The carbon flux through the oxidative branch of the pentose phosphate pathway (PPP) can be viewed as an integrator of the antioxidant mechanisms via the generation of NADPH. It could therefore be used as a control point of the cellular response to an oxidative stress. Replacement of glucose by galactose sensitized the human epithelial cell line HGT-1 to H2O2 stress. Here we demonstrate that, due to the restricted galactose flux into the PPP, the H2O2 stress led to early cellular blebbing followed by cell necrosis, these changes being associated with a fall in the NADPH/NADP+ ratio and GSH depletion. H2O2 cytotoxicity was prevented by adding 2-deoxyglucose (2dGlc). This protection was associated with an increased flow of 2-deoxyglucose 6-phosphate into the oxidative branch of the PPP together with the prevention of the NADPH/NADP+ fall and the maintenance of intracellular GSH redox homoeostasis. Inhibitors of enzyme pathways connecting the PPP to GSH recycling abolished the 2dGlc protection. In carbohydrate-free culture conditions, 2dGlc dose-dependent protective effect was paralleled by a dose-dependent influx of 2dGlc into the PPP leading to the maintenance of the intracellular redox status. By contrast, in Glc-fed cells, the PPP was not a control point of the cellular resistance to H2O2 stress as they maintained a high NADPH/NADP+ ratio. Both 2dGlc and Glc inhibited, through the maintenance of GSH redox status, NO cytotoxicity on galactose-containing Dulbecco's modified Eagle's medium (Gal-DMEM)-fed cells. 2dGlc did not prevent the fall of ATP content in NO-treated Gal-DMEM-fed cells, indicating that NO cytotoxicity was essentially due to the disruption of GSH redox homoeostasis and not to the alteration of ATP production by the mitochondrial respiratory chain.
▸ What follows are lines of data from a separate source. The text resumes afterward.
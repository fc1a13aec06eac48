//! Deterministic synthetic price series for tests, benches and offline demos.
//!
//! A random walk whose drift flips between regimes, so the series forms swing
//! structure. The per-symbol seed is derived with BLAKE3, so the same
//! `(symbol, seed)` always yields the same bars.

use chrono::{Duration, NaiveDate};
use rand::rngs::StdRng;
use rand::{Rng, SeedableRng};

use crate::domain::{Bar, BarSeries};

/// Derive the RNG seed for `symbol` from a master `seed`.
pub fn symbol_seed(symbol: &str, seed: u64) -> u64 {
    let mut hasher = blake3::Hasher::new();
    hasher.update(&seed.to_le_bytes());
    hasher.update(symbol.as_bytes());
    let hash = hasher.finalize();
    let mut bytes = [0u8; 8];
    bytes.copy_from_slice(&hash.as_bytes()[..8]);
    u64::from_le_bytes(bytes)
}

/// `n` consecutive five-minute bars starting Monday 2024-01-01 00:00.
pub fn synthetic_series(symbol: &str, n: usize, seed: u64) -> BarSeries {
    let mut rng = StdRng::seed_from_u64(symbol_seed(symbol, seed));
    let start = NaiveDate::from_ymd_opt(2024, 1, 1)
        .and_then(|d| d.and_hms_opt(0, 0, 0))
        .unwrap_or_default();

    let mut bars = Vec::with_capacity(n);
    let mut price = 100.0_f64;
    let mut drift = 0.0_f64;
    for i in 0..n {
        if i % 40 == 0 {
            drift = rng.gen_range(-0.15..0.15);
        }
        let open = price;
        let close = (open + drift + rng.gen_range(-0.5..0.5)).max(1.0);
        let high = open.max(close) + rng.gen_range(0.0..0.3);
        let low = (open.min(close) - rng.gen_range(0.0..0.3)).max(0.5);
        let mut bar = Bar::new(start + Duration::minutes(5 * i as i64), open, high, low, close);
        bar.volume = Some(rng.gen_range(100.0..1_000.0_f64).round());
        bars.push(bar);
        price = close;
    }
    BarSeries::new(symbol, bars)
}
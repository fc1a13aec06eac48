//! Signal engine: the confirmation state machine and the single-pass driver.

pub mod confirmation;
pub mod detector;

pub use confirmation::{
    locate_wave1, replay, step, Confirmation, Invalidation, PendingCase, Phase, Step, Variant,
    Wave1, WaveCounter,
};
pub use detector::{detect_breaks, detect_signals, run_detection, Detection, DetectorConfig, TargetMode};
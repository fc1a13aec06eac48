//! Pivot detector.
//!
//! A bar at index `i` is a swing HIGH when its high dominates every other high
//! in `[i - pivot_len, i + pivot_len]`; symmetric for LOW. Only interior bars
//! (`pivot_len <= i < n - pivot_len`) are eligible.

use serde::{Deserialize, Serialize};

use crate::domain::{Bar, SwingKind, SwingPoint};

/// How exact ties inside the pivot window are resolved.
#[derive(Debug, Clone, Copy, PartialEq, Eq, Default, Serialize, Deserialize)]
#[serde(rename_all = "snake_case")]
pub enum PivotTies {
    /// Leftmost bar of a plateau wins: strictly beyond every earlier bar in the
    /// window, at least equal to every later one.
    #[default]
    FirstBarWins,
    /// Every bar that is `>=` (`<=` for lows) all neighbours is emitted, so a
    /// plateau yields one pivot per tied bar.
    Inclusive,
}

/// Find all swing points. Pure; O(n · pivot_len). Output is ordered by bar
/// index, HIGH before LOW when one bar is both.
pub fn find_swings(bars: &[Bar], pivot_len: usize, ties: PivotTies) -> Vec<SwingPoint> {
    let n = bars.len();
    let mut swings = Vec::new();
    if pivot_len == 0 || n < 2 * pivot_len + 1 {
        return swings;
    }

    for i in pivot_len..(n - pivot_len) {
        let window = (i - pivot_len)..=(i + pivot_len);

        let is_high = window.clone().filter(|&j| j != i).all(|j| {
            dominates(bars[i].high, bars[j].high, j < i, ties, |a, b| a > b)
        });
        if is_high {
            swings.push(SwingPoint {
                time: bars[i].time,
                price: bars[i].high,
                kind: SwingKind::High,
                bar_index: i,
            });
        }

        let is_low = window.filter(|&j| j != i).all(|j| {
            dominates(bars[i].low, bars[j].low, j < i, ties, |a, b| a < b)
        });
        if is_low {
            swings.push(SwingPoint {
                time: bars[i].time,
                price: bars[i].low,
                kind: SwingKind::Low,
                bar_index: i,
            });
        }
    }

    swings
}

fn dominates(
    candidate: f64,
    neighbour: f64,
    neighbour_is_earlier: bool,
    ties: PivotTies,
    beyond: impl Fn(f64, f64) -> bool,
) -> bool {
    if beyond(candidate, neighbour) {
        return true;
    }
    if candidate != neighbour {
        return false;
    }
    match ties {
        PivotTies::Inclusive => true,
        PivotTies::FirstBarWins => !neighbour_is_earlier,
    }
}
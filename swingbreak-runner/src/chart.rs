//! Static HTML chart export.
//!
//! Renders a self-contained HTML page with an inline SVG candlestick chart:
//! - one candle per bar, green if close >= open, red otherwise
//! - swing highs as orange down-triangles, swing lows as blue up-triangles
//! - per signal: an entry marker plus entry/stop/target lines
//!
//! Only the trailing [`MAX_CHART_BARS`] bars are drawn; swings and signals
//! outside that window are skipped. No scripts, no external assets.

use std::path::Path;

use anyhow::{Context, Result};

use swingbreak_core::domain::{BarSeries, Direction, Signal, SwingKind, SwingPoint};

pub const MAX_CHART_BARS: usize = 600;

const CANDLE_WIDTH: f64 = 8.0;
const PLOT_HEIGHT: f64 = 560.0;
const MARGIN_LEFT: f64 = 70.0;
const MARGIN_RIGHT: f64 = 20.0;
const MARGIN_TOP: f64 = 20.0;
const MARGIN_BOTTOM: f64 = 30.0;
/// How many bars the entry/stop/target lines extend past the signal bar.
const LEVEL_SPAN: usize = 30;

const UP: &str = "#26a69a";
const DOWN: &str = "#ef5350";
const SWING_HIGH: &str = "#ff9800";
const SWING_LOW: &str = "#2196f3";

/// Vertical price scale of the plot area.
struct Scale {
    lower: f64,
    upper: f64,
}

impl Scale {
    fn y(&self, price: f64) -> f64 {
        if (self.upper - self.lower).abs() < 1e-12 {
            return MARGIN_TOP + PLOT_HEIGHT / 2.0;
        }
        let frac = (price - self.lower) / (self.upper - self.lower);
        MARGIN_TOP + PLOT_HEIGHT * (1.0 - frac.clamp(0.0, 1.0))
    }
}

fn x_center(slot: usize) -> f64 {
    MARGIN_LEFT + slot as f64 * CANDLE_WIDTH + CANDLE_WIDTH / 2.0
}

/// Render the chart page.
pub fn render_chart_html(
    series: &BarSeries,
    signals: &[Signal],
    swings: &[SwingPoint],
    title: &str,
) -> String {
    let bars = series.bars();
    let start = bars.len().saturating_sub(MAX_CHART_BARS);
    let window = &bars[start..];
    let title = escape(title);

    let mut html = String::with_capacity(64 * 1024);
    html.push_str("<!DOCTYPE html>\n<html>\n<head>\n<meta charset=\"utf-8\">\n");
    html.push_str(&format!("<title>{title}</title>\n"));
    html.push_str(
        "<style>body{background:#131722;color:#d1d4dc;font-family:monospace}\
         text{fill:#787b86;font-size:11px}</style>\n",
    );
    html.push_str("</head>\n<body>\n");
    html.push_str(&format!("<h3>{title}</h3>\n"));

    if window.is_empty() {
        html.push_str("<p>No data</p>\n</body>\n</html>\n");
        return html;
    }

    // Price bounds with 5% padding; levels count so lines stay on the plot.
    let in_window = |idx: usize| idx >= start && idx < bars.len();
    let mut lo = window.iter().map(|b| b.low).fold(f64::INFINITY, f64::min);
    let mut hi = window.iter().map(|b| b.high).fold(f64::NEG_INFINITY, f64::max);
    for s in signals.iter().filter(|s| in_window(s.signal_index)) {
        lo = lo.min(s.stop).min(s.target);
        hi = hi.max(s.stop).max(s.target);
    }
    let range = hi - lo;
    let pad = if range > 0.0 { range * 0.05 } else { 1.0 };
    let scale = Scale {
        lower: lo - pad,
        upper: hi + pad,
    };

    let width = MARGIN_LEFT + window.len() as f64 * CANDLE_WIDTH + MARGIN_RIGHT;
    let height = MARGIN_TOP + PLOT_HEIGHT + MARGIN_BOTTOM;
    html.push_str(&format!(
        "<svg xmlns=\"http://www.w3.org/2000/svg\" width=\"{width:.0}\" height=\"{height:.0}\">\n"
    ));

    // Y-axis grid
    for k in 0..=4 {
        let price = scale.lower + (scale.upper - scale.lower) * k as f64 / 4.0;
        let y = scale.y(price);
        html.push_str(&format!(
            "<line x1=\"{MARGIN_LEFT}\" y1=\"{y:.1}\" x2=\"{:.1}\" y2=\"{y:.1}\" stroke=\"#2a2e39\"/>\
             <text x=\"4\" y=\"{:.1}\">{price:.2}</text>\n",
            width - MARGIN_RIGHT,
            y + 4.0
        ));
    }

    // X-axis: first and last timestamp
    let base_y = MARGIN_TOP + PLOT_HEIGHT + 18.0;
    html.push_str(&format!(
        "<text x=\"{MARGIN_LEFT}\" y=\"{base_y:.1}\">{}</text>\n",
        window[0].time
    ));
    html.push_str(&format!(
        "<text x=\"{:.1}\" y=\"{base_y:.1}\" text-anchor=\"end\">{}</text>\n",
        width - MARGIN_RIGHT,
        window[window.len() - 1].time
    ));

    // Candles
    for (slot, bar) in window.iter().enumerate() {
        let color = if bar.close >= bar.open { UP } else { DOWN };
        let x = x_center(slot);
        let body_top = scale.y(bar.open.max(bar.close));
        let body_bot = scale.y(bar.open.min(bar.close));
        html.push_str(&format!(
            "<g class=\"candle\"><line x1=\"{x:.1}\" y1=\"{:.1}\" x2=\"{x:.1}\" y2=\"{:.1}\" stroke=\"{color}\"/>\
             <rect x=\"{:.1}\" y=\"{body_top:.1}\" width=\"{:.1}\" height=\"{:.1}\" fill=\"{color}\"/></g>\n",
            scale.y(bar.high),
            scale.y(bar.low),
            x - CANDLE_WIDTH * 0.35,
            CANDLE_WIDTH * 0.7,
            (body_bot - body_top).max(1.0),
        ));
    }

    // Swing markers
    for swing in swings.iter().filter(|s| in_window(s.bar_index)) {
        let x = x_center(swing.bar_index - start);
        let y = scale.y(swing.price);
        let (points, color, label) = match swing.kind {
            SwingKind::High => (
                format!("{:.1},{:.1} {:.1},{:.1} {x:.1},{:.1}", x - 4.0, y - 10.0, x + 4.0, y - 10.0, y - 3.0),
                SWING_HIGH,
                "SH",
            ),
            SwingKind::Low => (
                format!("{:.1},{:.1} {:.1},{:.1} {x:.1},{:.1}", x - 4.0, y + 10.0, x + 4.0, y + 10.0, y + 3.0),
                SWING_LOW,
                "SL",
            ),
        };
        html.push_str(&format!(
            "<polygon class=\"swing\" points=\"{points}\" fill=\"{color}\"><title>{label} {:.5} {}</title></polygon>\n",
            swing.price, swing.time
        ));
    }

    // Signals
    for s in signals.iter().filter(|s| in_window(s.signal_index)) {
        let slot = s.signal_index - start;
        let x1 = x_center(slot);
        let x2 = x_center((slot + LEVEL_SPAN).min(window.len() - 1));
        for (price, color, dash) in [
            (s.entry, "#d1d4dc", ""),
            (s.stop, DOWN, " stroke-dasharray=\"4 3\""),
            (s.target, UP, " stroke-dasharray=\"4 3\""),
        ] {
            let y = scale.y(price);
            html.push_str(&format!(
                "<line class=\"level\" x1=\"{x1:.1}\" y1=\"{y:.1}\" x2=\"{x2:.1}\" y2=\"{y:.1}\" stroke=\"{color}\"{dash}/>\n"
            ));
        }

        let y = scale.y(s.entry);
        let (points, color) = match s.direction {
            Direction::Buy => (
                format!("{:.1},{:.1} {:.1},{:.1} {x1:.1},{y:.1}", x1 - 6.0, y + 12.0, x1 + 6.0, y + 12.0),
                "#00e676",
            ),
            Direction::Sell => (
                format!("{:.1},{:.1} {:.1},{:.1} {x1:.1},{y:.1}", x1 - 6.0, y - 12.0, x1 + 6.0, y - 12.0),
                "#ff1744",
            ),
        };
        html.push_str(&format!(
            "<polygon class=\"signal\" points=\"{points}\" fill=\"{color}\" stroke=\"white\">\
             <title>{} {} entry {:.5} stop {:.5} target {:.5} RR {:.2} [{}]</title></polygon>\n",
            s.direction.as_str(),
            s.signal_time,
            s.entry,
            s.stop,
            s.target,
            s.planned_rr(),
            s.result.as_str(),
        ));
    }

    html.push_str("</svg>\n</body>\n</html>\n");
    html
}

/// Render and write the chart to `path`.
pub fn write_chart_html(
    path: &Path,
    series: &BarSeries,
    signals: &[Signal],
    swings: &[SwingPoint],
    title: &str,
) -> Result<()> {
    let html = render_chart_html(series, signals, swings, title);
    std::fs::write(path, html).with_context(|| format!("failed to write chart {}", path.display()))
}

fn escape(s: &str) -> String {
    s.replace('&', "&amp;")
        .replace('<', "&lt;")
        .replace('>', "&gt;")
        .replace('"', "&quot;")
}
//! Forward scan shared by every exit policy.

use tracing::debug;

use super::{ExitPolicy, ExitReason, LegOutcome, TradeOutcome};
use crate::domain::{Bar, Direction, Signal};
use crate::engine::confirmation::{reaches, touches};

/// Resolve every signal under `policy`. Signals with non-positive risk are
/// skipped.
pub fn simulate(bars: &[Bar], signals: &[Signal], policy: ExitPolicy) -> Vec<TradeOutcome> {
    (0..signals.len())
        .filter_map(|k| simulate_one(bars, signals, k, policy))
        .collect()
}

/// Resolve `signals[k]`. The full list is needed because a partial exit's
/// runner closes on the next opposite signal.
pub fn simulate_one(
    bars: &[Bar],
    signals: &[Signal],
    k: usize,
    policy: ExitPolicy,
) -> Option<TradeOutcome> {
    let signal = signals.get(k)?;
    let risk = signal.risk();
    if risk.is_nan() || risk <= 0.0 {
        debug!(signal = k, risk, "skipping signal with non-positive risk");
        return None;
    }
    let start = signal.signal_index + 1;

    let (exit, target, planned_rr) = match policy {
        ExitPolicy::Full => (
            scan_full(bars, signal, start),
            signal.target,
            signal.planned_rr(),
        ),
        ExitPolicy::Partial => {
            let opposite = signals[k + 1..]
                .iter()
                .find(|o| o.direction != signal.direction)
                .map(|o| o.signal_index);
            (
                scan_partial(bars, signal, start, opposite),
                signal.target,
                signal.planned_rr(),
            )
        }
        ExitPolicy::Trailing { lock_r, step_r } => (
            scan_trailing(bars, signal, start, lock_r, step_r),
            signal.target,
            signal.planned_rr(),
        ),
        ExitPolicy::Breakeven {
            trigger_r,
            target_r,
        } => {
            let target = signal.entry + signal.direction.sign() * target_r * risk;
            (
                scan_breakeven(bars, signal, start, trigger_r, target),
                target,
                target_r,
            )
        }
    };

    let last = bars.len().saturating_sub(1);
    Some(TradeOutcome {
        signal: k,
        direction: signal.direction,
        entry: signal.entry,
        stop: signal.stop,
        target,
        planned_rr,
        break_index: signal.break_index,
        confirm_index: signal.confirm_index,
        signal_index: signal.signal_index,
        signal_time: signal.signal_time,
        reason: exit.reason,
        exit_index: exit.index,
        exit_time: exit.index.and_then(|i| bars.get(i)).map(|b| b.time),
        exit_price: exit.price,
        pnl_r: exit.pnl_r,
        bars_held: exit.index.unwrap_or(last).saturating_sub(signal.signal_index),
        legs: exit.legs,
    })
}

struct Exit {
    reason: ExitReason,
    index: Option<usize>,
    price: f64,
    pnl_r: f64,
    legs: Vec<LegOutcome>,
}

impl Exit {
    fn at(reason: ExitReason, index: usize, price: f64, pnl_r: f64) -> Self {
        Self {
            reason,
            index: Some(index),
            price,
            pnl_r,
            legs: Vec::new(),
        }
    }

    fn open(bars: &[Bar], signal: &Signal) -> Self {
        let price = bars.last().map_or(signal.entry, |b| b.close);
        Self {
            reason: ExitReason::Open,
            index: None,
            price,
            pnl_r: signal.r_at(price),
            legs: Vec::new(),
        }
    }

    fn leg(&self) -> LegOutcome {
        LegOutcome {
            reason: self.reason,
            exit_index: self.index,
            exit_price: self.price,
            pnl_r: self.pnl_r,
        }
    }
}

fn scan_full(bars: &[Bar], signal: &Signal, start: usize) -> Exit {
    let dir = signal.direction;
    for (j, bar) in bars.iter().enumerate().skip(start) {
        if touches(dir, bar, signal.stop) {
            return Exit::at(ExitReason::Sl, j, signal.stop, -1.0);
        }
        if reaches(dir, bar, signal.target) {
            return Exit::at(ExitReason::Tp, j, signal.target, signal.planned_rr());
        }
    }
    Exit::open(bars, signal)
}

fn scan_partial(bars: &[Bar], signal: &Signal, start: usize, opposite: Option<usize>) -> Exit {
    let dir = signal.direction;
    let mut first: Option<Exit> = None;
    let mut runner: Option<Exit> = None;

    for (j, bar) in bars.iter().enumerate().skip(start) {
        if first.is_none() {
            if touches(dir, bar, signal.stop) {
                first = Some(Exit::at(ExitReason::Sl, j, signal.stop, -1.0));
                runner = Some(Exit::at(ExitReason::Sl, j, signal.stop, -1.0));
                break;
            }
            if reaches(dir, bar, signal.target) {
                first = Some(Exit::at(ExitReason::Tp, j, signal.target, signal.planned_rr()));
            }
        }
        if first.is_some() {
            if touches(dir, bar, signal.entry) {
                runner = Some(Exit::at(ExitReason::Breakeven, j, signal.entry, 0.0));
                break;
            }
            if opposite.is_some_and(|o| j >= o) {
                runner = Some(Exit::at(
                    ExitReason::Opposite,
                    j,
                    bar.close,
                    signal.r_at(bar.close),
                ));
                break;
            }
        }
    }

    let first = first.unwrap_or_else(|| Exit::open(bars, signal));
    let runner = runner.unwrap_or_else(|| Exit::open(bars, signal));
    let legs = vec![first.leg(), runner.leg()];
    let reason = if first.reason == ExitReason::Open || runner.reason == ExitReason::Open {
        ExitReason::Open
    } else {
        runner.reason
    };
    Exit {
        reason,
        index: if reason == ExitReason::Open {
            None
        } else {
            runner.index
        },
        price: runner.price,
        pnl_r: (first.pnl_r + runner.pnl_r) / 2.0,
        legs,
    }
}

fn scan_trailing(bars: &[Bar], signal: &Signal, start: usize, lock_r: f64, step_r: f64) -> Exit {
    let dir = signal.direction;
    let sign = dir.sign();
    let risk = signal.risk();
    let mut stop = signal.stop;
    let mut best_r = 0.0_f64;

    for (j, bar) in bars.iter().enumerate().skip(start) {
        if touches(dir, bar, stop) {
            return if stop == signal.stop {
                Exit::at(ExitReason::Sl, j, stop, -1.0)
            } else {
                Exit::at(ExitReason::Trail, j, stop, (stop - signal.entry) * sign / risk)
            };
        }
        let extreme = match dir {
            Direction::Buy => bar.high,
            Direction::Sell => bar.low,
        };
        best_r = best_r.max(signal.r_at(extreme));
        if best_r >= lock_r {
            let trailed = signal.entry + sign * (best_r - step_r) * risk;
            if (trailed - stop) * sign > 0.0 {
                stop = trailed;
            }
        }
    }
    Exit::open(bars, signal)
}

fn scan_breakeven(
    bars: &[Bar],
    signal: &Signal,
    start: usize,
    trigger_r: f64,
    target: f64,
) -> Exit {
    let dir = signal.direction;
    let trigger = signal.entry + dir.sign() * trigger_r * signal.risk();
    let target_r = signal.r_at(target);
    let mut moved = false;

    for (j, bar) in bars.iter().enumerate().skip(start) {
        if !moved && reaches(dir, bar, trigger) {
            moved = true;
        }
        let stop = if moved { signal.entry } else { signal.stop };
        if touches(dir, bar, stop) {
            return if moved {
                Exit::at(ExitReason::Breakeven, j, stop, 0.0)
            } else {
                Exit::at(ExitReason::Sl, j, stop, -1.0)
            };
        }
        if reaches(dir, bar, target) {
            return Exit::at(ExitReason::Tp, j, target, target_r);
        }
    }
    Exit::open(bars, signal)
}
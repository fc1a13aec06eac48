//! Swing points produced by the pivot detector.

use chrono::NaiveDateTime;
use serde::{Deserialize, Serialize};

#[derive(Debug, Clone, Copy, PartialEq, Eq, Hash, Serialize, Deserialize)]
#[serde(rename_all = "SCREAMING_SNAKE_CASE")]
pub enum SwingKind {
    High,
    Low,
}

/// A confirmed local extremum.
///
/// A point at `bar_index` only becomes usable at `bar_index + pivot_len`,
/// once its lookahead window has closed.
#[derive(Debug, Clone, Copy, PartialEq, Serialize, Deserialize)]
pub struct SwingPoint {
    pub time: NaiveDateTime,
    pub price: f64,
    pub kind: SwingKind,
    pub bar_index: usize,
}

impl SwingPoint {
    pub fn level(&self) -> SwingLevel {
        SwingLevel {
            price: self.price,
            index: self.bar_index,
        }
    }
}

/// Price and bar index of a swing, as held by the swing state tracker.
#[derive(Debug, Clone, Copy, PartialEq, Serialize, Deserialize)]
pub struct SwingLevel {
    pub price: f64,
    pub index: usize,
}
The maintenance of ATP content in NO-treated glucose-fed cells was due to their ability to derive their energy from anaerobic glycolysis. In conclusion, Gal-DMEM and 2dGlc-supplemented Gal-DMEM provide a useful system to decipher and organize into a hierarchy the targets of several stresses at the level of intact barrier epithelial cells.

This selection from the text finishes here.